Every line below that holds the string "Option" must be copied.

———

// ABOUTME: Shared test utilities and setup functions for integration tests
// ABOUTME: Provides dates, food items, onboarding answers and ready-made trackers
//
// SPDX-License-Identifier: MIT OR Apache-2.0
// Copyright (c) 2025 Pierre Fitness Intelligence
#![allow(
    dead_code,
    clippy::missing_panics_doc,
    clippy::must_use_candidate,
    clippy::unwrap_used
)]
//! Shared test utilities for `nourish`

use chrono::{DateTime, NaiveDate, TimeZone, Utc};
use nourish::tracker::{MealDraft, OnboardingInput, Tracker};
use nourish_core::models::{
    ActivityLevel, Biometrics, Confidence, DailyLog, DietaryPreference, FoodItem, GoalType, Meal,
    MealType, QualityScore, Sex, UserData,
};
use nourish_intelligence::NutritionConfig;
use std::sync::Once;
use uuid::Uuid;

static INIT_LOGGER: Once = Once::new();

/// Initialize quiet logging for tests (call once per test process)
pub fn init_test_logging() {
    INIT_LOGGER.call_once(|| {
        let _ = tracing_subscriber::fmt()
            .with_env_filter("warn")
            .with_test_writer()
            .try_init();
    });
}

pub fn date(year: i32, month: u32, day: u32) -> NaiveDate {
    NaiveDate::from_ymd_opt(year, month, day).unwrap()
}

pub fn noon(day: NaiveDate) -> DateTime<Utc> {
    Utc.from_utc_datetime(&day.and_hms_opt(12, 0, 0).unwrap())
}

pub fn food(name: &str, calories: f64, protein_g: f64, carbs_g: f64, fat_g: f64) -> FoodItem {
    FoodItem {
        name: name.to_owned(),
        calories,
        protein_g,
        carbs_g,
        fat_g,
        portion: "1 serving".to_owned(),
        confidence: Confidence::High,
    }
}

pub fn quality(score: f64) -> QualityScore {
    QualityScore {
        score,
        explanation: "test".to_owned(),
        suggestions: Vec::new(),
    }
}

pub fn draft(score: f64, items: Vec<FoodItem>) -> MealDraft {
    MealDraft {
        meal_type: MealType::Lunch,
        items,
        quality: quality(score),
        image_ref: None,
    }
}

/// 30 year old male, 180 cm, 75 kg, moderately active, maintaining
///
/// BMR 1730, TDEE 2682, targets 2682 kcal / 168 P / 302 C / 89 F
pub fn biometrics() -> Biometrics {
    Biometrics {
        age: 30,
        sex: Sex::Male,
        height_cm: 180.0,
        weight_kg: 75.0,
        activity_level: ActivityLevel::ModeratelyActive,
        goal: GoalType::Maintain,
    }
}

pub fn onboarding_input() -> OnboardingInput {
    OnboardingInput {
        name: "Sam".to_owned(),
        biometrics: biometrics(),
        target_weight_kg: 72.0,
        dietary_preference: DietaryPreference::NonVegetarian,
    }
}

/// Day entry holding one meal
pub fn logged_day(day: NaiveDate, score: f64) -> DailyLog {
    let mut log = DailyLog::empty(day);
    log.meals.push(Meal::new(
        MealType::Dinner,
        vec![food("rice bowl", 600.0, 20.0, 90.0, 15.0)],
        quality(score),
        None,
        noon(day),
    ));
    log
}

pub fn tracker_with(data: UserData, today: NaiveDate) -> Tracker {
    Tracker::from_snapshot(Uuid::new_v4(), data, today, NutritionConfig::default())
}

/// Tracker of a freshly onboarded user with no meals
pub fn onboarded_tracker(today: NaiveDate) -> Tracker {
    let mut tracker = tracker_with(UserData::default(), today);
    tracker.complete_onboarding(onboarding_input()).unwrap();
    tracker
}
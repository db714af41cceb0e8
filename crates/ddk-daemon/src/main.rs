//! ddk-daemon entry point.
//!
//! This file is intentionally thin: it sets up tracing, loads config,
//! connects storage, builds the shared state, wires middleware, and starts
//! the HTTP server.  All route handlers live in `routes.rs`; all shared
//! state types live in `state.rs`.

use std::{net::SocketAddr, sync::Arc};

use anyhow::Context;
use axum::http::{HeaderValue, Method};
use tower_http::{
    cors::CorsLayer,
    trace::{DefaultMakeSpan, DefaultOnResponse, TraceLayer},
};
use tracing::{info, Level};

use ddk_config::DeskConfig;
use ddk_daemon::{routes, state::AppState};
use ddk_registry::default_registry;
use ddk_store::PgStore;

#[tokio::main]
async fn main() -> anyhow::Result<()> {
    init_tracing();

    let config = DeskConfig::load_from_env().context("loading configuration")?;

    let store = PgStore::connect_from_env()
        .await
        .context("connecting to database")?;
    store.migrate().await.context("running migrations")?;

    let registry = Arc::new(default_registry(config.primary, config.shortlist_size));
    info!(systems = registry.len(), "registry initialized");

    let bind = config.bind_addr.clone();
    let shared = Arc::new(AppState::new(Arc::new(store), registry, config));

    let app = routes::build_router(Arc::clone(&shared))
        .layer(
            TraceLayer::new_for_http()
                .make_span_with(DefaultMakeSpan::new().level(Level::INFO))
                .on_response(DefaultOnResponse::new().level(Level::INFO)),
        )
        .layer(cors_localhost_only());

    let addr: SocketAddr = bind
        .parse()
        .with_context(|| format!("invalid bind address '{bind}'"))?;
    info!("ddk-daemon listening on http://{}", addr);

    axum::serve(tokio::net::TcpListener::bind(addr).await?, app)
        .with_graceful_shutdown(shutdown_signal())
        .await
        .context("server crashed")?;

    Ok(())
}

fn init_tracing() {
    tracing_subscriber::fmt()
        .with_env_filter(
            tracing_subscriber::EnvFilter::try_from_default_env().unwrap_or_else(|_| "info".into()),
        )
        .init();
}

async fn shutdown_signal() {
    if let Err(e) = tokio::signal::ctrl_c().await {
        tracing::error!(error = %e, "failed to install ctrl-c handler");
        return;
    }
    info!("shutdown signal received");
}

/// CORS: allow only localhost origins.
fn cors_localhost_only() -> CorsLayer {
    let allowed_origins = [
        "http://localhost",
        "http://127.0.0.1",
        "http://localhost:3000",
        "http://127.0.0.1:3000",
        "http://localhost:5173",
        "http://127.0.0.1:5173",
    ];

    let origins: Vec<HeaderValue> = allowed_origins
        .iter()
        .filter_map(|o| HeaderValue::from_str(o).ok())
        .collect();

    CorsLayer::new()
        .allow_origin(origins)
        .allow_methods([Method::GET, Method::POST])
        .allow_headers(tower_http::cors::Any)
}
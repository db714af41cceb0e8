//! Scenario: the history shown to a predictor is strictly causal.
//!
//! For target draw at index i the predictor must see exactly the i earlier
//! draws, never the target itself or anything after it - including when the
//! run is limited to the most recent targets.

use std::sync::{Arc, Mutex};

use ddk_config::DeskConfig;
use ddk_registry::{SystemMeta, SystemRegistry};
use ddk_testkit::{daily_draws, DeskHarness, RecordingSystem};

fn five_draws() -> Vec<Vec<u8>> {
    vec![
        vec![1, 2, 3, 4, 5],
        vec![6, 7, 8, 9, 10],
        vec![11, 12, 13, 14, 15],
        vec![16, 17, 18, 19, 20],
        vec![21, 22, 23, 24, 25],
    ]
}

fn recording_registry(seen: &Arc<Mutex<Vec<usize>>>) -> anyhow::Result<SystemRegistry> {
    let mut registry = SystemRegistry::new();
    let log = Arc::clone(seen);
    registry.register(
        SystemMeta::new("probe", "1.0.0", "records the history it is shown"),
        move || {
            Box::new(RecordingSystem::with_log(
                "probe",
                vec![1, 2, 3, 4, 5],
                Arc::clone(&log),
            ))
        },
    )?;
    Ok(registry)
}

#[tokio::test]
async fn full_run_shows_each_target_only_its_past() -> anyhow::Result<()> {
    let seen = Arc::new(Mutex::new(Vec::new()));
    let desk = DeskHarness::new(
        DeskConfig::default(),
        recording_registry(&seen)?,
        daily_draws(five_draws()),
    )
    .await?;

    desk.backfill.run("probe", None).await?;

    let mut lens = seen.lock().unwrap().clone();
    lens.sort_unstable();
    assert_eq!(lens, vec![0, 1, 2, 3, 4]);

    Ok(())
}

#[tokio::test]
async fn limited_run_still_sees_the_full_past() -> anyhow::Result<()> {
    let seen = Arc::new(Mutex::new(Vec::new()));
    let desk = DeskHarness::new(
        DeskConfig::default(),
        recording_registry(&seen)?,
        daily_draws(five_draws()),
    )
    .await?;

    // Only the last two draws are targets, but their history still starts
    // at the beginning.
    desk.backfill.run("probe", Some(2)).await?;

    let mut lens = seen.lock().unwrap().clone();
    lens.sort_unstable();
    assert_eq!(lens, vec![3, 4]);

    Ok(())
}
//! The two caches at the end of the pipeline.
//!
//! [`PredictionCache`] is invalidation-driven compute-through: a miss
//! recomputes via the registered system against full current history, and
//! concurrent misses for the same key collapse into a single recomputation.
//! [`ExclusionCache`] is deliberately different: reads never compute; only
//! an explicit retrain refreshes an entry. Do not unify them.

use std::collections::HashMap;
use std::sync::{Arc, Mutex};

use chrono::Utc;
use ddk_config::ExclusionConfig;
use ddk_registry::{RegistryError, SystemRegistry};
use ddk_schemas::{CachedPrediction, Draw, ExclusionEntry, PredictionKind, SetGeometry};
use ddk_store::PerformanceStore;
use tracing::{info, warn};

/// Cache error variants.
#[derive(Clone, Debug, PartialEq, Eq)]
pub enum CacheError {
    /// The named system is not in the registry.
    UnknownSystem { name: String },
    /// The predictor failed on a cache miss; nothing was stored.
    Compute { name: String, message: String },
    /// Storage failed.
    Storage { message: String },
}

impl std::fmt::Display for CacheError {
    fn fmt(&self, f: &mut std::fmt::Formatter<'_>) -> std::fmt::Result {
        match self {
            Self::UnknownSystem { name } => write!(f, "unknown system '{name}'"),
            Self::Compute { name, message } => {
                write!(f, "prediction compute failed for '{name}': {message}")
            }
            Self::Storage { message } => write!(f, "storage error: {message}"),
        }
    }
}

impl std::error::Error for CacheError {}

impl From<RegistryError> for CacheError {
    fn from(e: RegistryError) -> Self {
        match e {
            RegistryError::UnknownSystem { name } => CacheError::UnknownSystem { name },
            other => CacheError::UnknownSystem {
                name: other.to_string(),
            },
        }
    }
}

fn storage(e: anyhow::Error) -> CacheError {
    CacheError::Storage {
        message: format!("{e:#}"),
    }
}

// ---------------------------------------------------------------------------
// PredictionCache
// ---------------------------------------------------------------------------

/// Memoized latest prediction per system.
///
/// No time-based expiry: entries live until a new draw is ingested and
/// `invalidate`/`invalidate_all` deletes them. A failed recomputation
/// leaves the cache empty - a poisoned or partial entry is never stored.
pub struct PredictionCache {
    store: Arc<dyn PerformanceStore>,
    registry: Arc<SystemRegistry>,
    primary: SetGeometry,
    /// Per-key single-flight locks. The outer mutex only guards the map;
    /// the inner async mutex is held for the duration of one recomputation.
    flights: Mutex<HashMap<String, Arc<tokio::sync::Mutex<()>>>>,
}

impl PredictionCache {
    pub fn new(
        store: Arc<dyn PerformanceStore>,
        registry: Arc<SystemRegistry>,
        primary: SetGeometry,
    ) -> Self {
        Self {
            store,
            registry,
            primary,
            flights: Mutex::new(HashMap::new()),
        }
    }

    /// Hit: return immediately. Miss: recompute against full history under
    /// the per-key flight lock, store, return.
    pub async fn get(&self, system: &str) -> Result<CachedPrediction, CacheError> {
        if let Some(hit) = self
            .store
            .cached_prediction(system)
            .await
            .map_err(storage)?
        {
            return Ok(hit);
        }

        // Validate the name before touching the flight map, or arbitrary
        // request strings would grow it without bound.
        self.registry.lookup(system)?;

        let flight = self.flight_lock(system);
        let _held = flight.lock().await;

        // A concurrent miss may have filled the entry while we waited.
        if let Some(hit) = self
            .store
            .cached_prediction(system)
            .await
            .map_err(storage)?
        {
            return Ok(hit);
        }

        let predictor = self.registry.instantiate(system)?;
        let history = self.store.all_draws().await.map_err(storage)?;
        let shortlist = predictor
            .predict(&history)
            .map_err(|e| CacheError::Compute {
                name: system.to_string(),
                message: format!("{e:#}"),
            })?;

        let row = CachedPrediction {
            system_name: system.to_string(),
            complement_shortlist: complement_of(&shortlist, self.primary),
            primary_shortlist: shortlist,
            updated_at: Utc::now(),
        };
        self.store.put_cached_prediction(&row).await.map_err(storage)?;
        info!(system, "prediction cache refilled");
        Ok(row)
    }

    /// Peek without computing. Used by reporting paths that must not pay
    /// for a recomputation.
    pub async fn peek(&self, system: &str) -> Result<Option<CachedPrediction>, CacheError> {
        self.store.cached_prediction(system).await.map_err(storage)
    }

    pub async fn invalidate(&self, system: &str) -> Result<(), CacheError> {
        self.store.invalidate_prediction(system).await.map_err(storage)
    }

    /// Called on new-draw ingestion. Returns entries removed.
    pub async fn invalidate_all(&self) -> Result<u64, CacheError> {
        self.store.invalidate_all_predictions().await.map_err(storage)
    }

    fn flight_lock(&self, system: &str) -> Arc<tokio::sync::Mutex<()>> {
        let mut map = self.flights.lock().expect("flight map lock poisoned");
        Arc::clone(
            map.entry(system.to_string())
                .or_insert_with(|| Arc::new(tokio::sync::Mutex::new(()))),
        )
    }
}

/// Domain values absent from the shortlist, ascending.
fn complement_of(shortlist: &[u8], geom: SetGeometry) -> Vec<u8> {
    (1..=geom.domain_size)
        .filter(|v| !shortlist.contains(v))
        .collect()
}

// ---------------------------------------------------------------------------
// ExclusionCache
// ---------------------------------------------------------------------------

/// Excluded-values cache, keyed by prediction kind.
///
/// Staleness policy differs from [`PredictionCache`] on purpose: `get`
/// never computes - a miss stays a miss until [`ExclusionCache::retrain`]
/// rebuilds the entry synchronously.
pub struct ExclusionCache {
    store: Arc<dyn PerformanceStore>,
    config: ExclusionConfig,
    primary: SetGeometry,
    secondary: SetGeometry,
}

impl ExclusionCache {
    pub fn new(
        store: Arc<dyn PerformanceStore>,
        config: ExclusionConfig,
        primary: SetGeometry,
        secondary: SetGeometry,
    ) -> Self {
        Self {
            store,
            config,
            primary,
            secondary,
        }
    }

    /// Cached entry only; never computes on miss.
    pub async fn get(&self, kind: PredictionKind) -> Result<Option<ExclusionEntry>, CacheError> {
        self.store.exclusion(kind).await.map_err(storage)
    }

    /// Synchronously retrain the exclusion model for one kind and overwrite
    /// the cache entry.
    ///
    /// Model: over the most recent `window` draws, the `excluded_count`
    /// least frequent values are excluded. Confidence is the mean absence
    /// rate of the excluded values across the window (1.0 = never appeared).
    pub async fn retrain(&self, kind: PredictionKind) -> Result<ExclusionEntry, CacheError> {
        let draws = self.store.all_draws().await.map_err(storage)?;
        let window_start = draws.len().saturating_sub(self.config.window);
        let window = &draws[window_start..];

        let geom = match kind {
            PredictionKind::Primary => self.primary,
            PredictionKind::Secondary => self.secondary,
        };

        let mut counts = vec![0u32; geom.domain_size as usize + 1];
        for draw in window {
            for &v in set_for(draw, kind) {
                if let Some(slot) = counts.get_mut(v as usize) {
                    *slot += 1;
                }
            }
        }

        let mut values: Vec<u8> = (1..=geom.domain_size).collect();
        values.sort_by_key(|&v| (counts[v as usize], v));
        values.truncate(self.config.excluded_count.min(geom.domain_size as usize));
        values.sort_unstable();

        let confidence = if window.is_empty() || values.is_empty() {
            0.0
        } else {
            let n = window.len() as f64;
            values
                .iter()
                .map(|&v| 1.0 - counts[v as usize] as f64 / n)
                .sum::<f64>()
                / values.len() as f64
        };

        let entry = ExclusionEntry {
            kind,
            excluded_values: values,
            confidence,
            last_draw_id: draws.last().map(|d| d.id).unwrap_or(0),
        };
        self.store.put_exclusion(&entry).await.map_err(storage)?;
        info!(kind = kind.as_str(), confidence, "exclusion model retrained");
        Ok(entry)
    }

    /// Retrain both kinds, logging (not propagating) per-kind failures.
    /// This is the body of the detached background retrain.
    pub async fn retrain_all_logged(&self) {
        for kind in [PredictionKind::Primary, PredictionKind::Secondary] {
            if let Err(e) = self.retrain(kind).await {
                warn!(kind = kind.as_str(), error = %e, "background retrain failed");
            }
        }
    }
}

fn set_for(draw: &Draw, kind: PredictionKind) -> &[u8] {
    match kind {
        PredictionKind::Primary => &draw.primary_set,
        PredictionKind::Secondary => &draw.secondary_set,
    }
}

———

◆ Solution to this exercise:
    pub async fn peek(&self, system: &str) -> Result<Option<CachedPrediction>, CacheError> {
    pub async fn get(&self, kind: PredictionKind) -> Result<Option<ExclusionEntry>, CacheError> {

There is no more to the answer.